What is expected:
Locate, in the data below, the line that contains "key and salt." and the line that contains "Result<(Vec<u8>, Vec<u8>), CryptoError>;"; reproduce exactly those two lines and every line between them, nothing more.

Entries shown:
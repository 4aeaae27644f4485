//! Traits for the pair-setup crypto engine.

use companion_core::error::CryptoError;
use companion_crypto::HapCredentials;

/// Four-step SRP state machine driven by the pairing procedure.
///
/// The procedure calls the steps strictly in order:
/// `initialize`, `step1`, `step2`, `verify_server_proof`, `step3`, `step4`.
#[cfg_attr(test, mockall::automock)]
pub trait SrpEngine: Send {
    /// Prepare a fresh controller identity.
    fn initialize(&mut self) -> Result<(), CryptoError>;

    /// Begin SRP with the user-supplied PIN.
    fn step1(&mut self, pin: &str) -> Result<(), CryptoError>;

    /// Process the device's public key and salt.
    ///
    /// Returns the client public key and the client proof.
    fn step2(
        &mut self,
        server_public_key: &[u8],
        salt: &[u8],
    ) -> Result<(Vec<u8>, Vec<u8>), CryptoError>;

    /// Check the device's proof of the shared secret.
    fn verify_server_proof(&mut self, proof: &[u8]) -> Result<(), CryptoError>;

    /// Produce the encrypted controller identity.
    fn step3(&mut self) -> Result<Vec<u8>, CryptoError>;

    /// Open the device's encrypted identity and produce credentials.
    fn step4(&mut self, encrypted: &[u8]) -> Result<HapCredentials, CryptoError>;
}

Result for this task:
    /// Process the device's public key and salt.
    ///
    /// Returns the client public key and the client proof.
    fn step2(
        &mut self,
        server_public_key: &[u8],
        salt: &[u8],
    ) -> Result<(Vec<u8>, Vec<u8>), CryptoError>;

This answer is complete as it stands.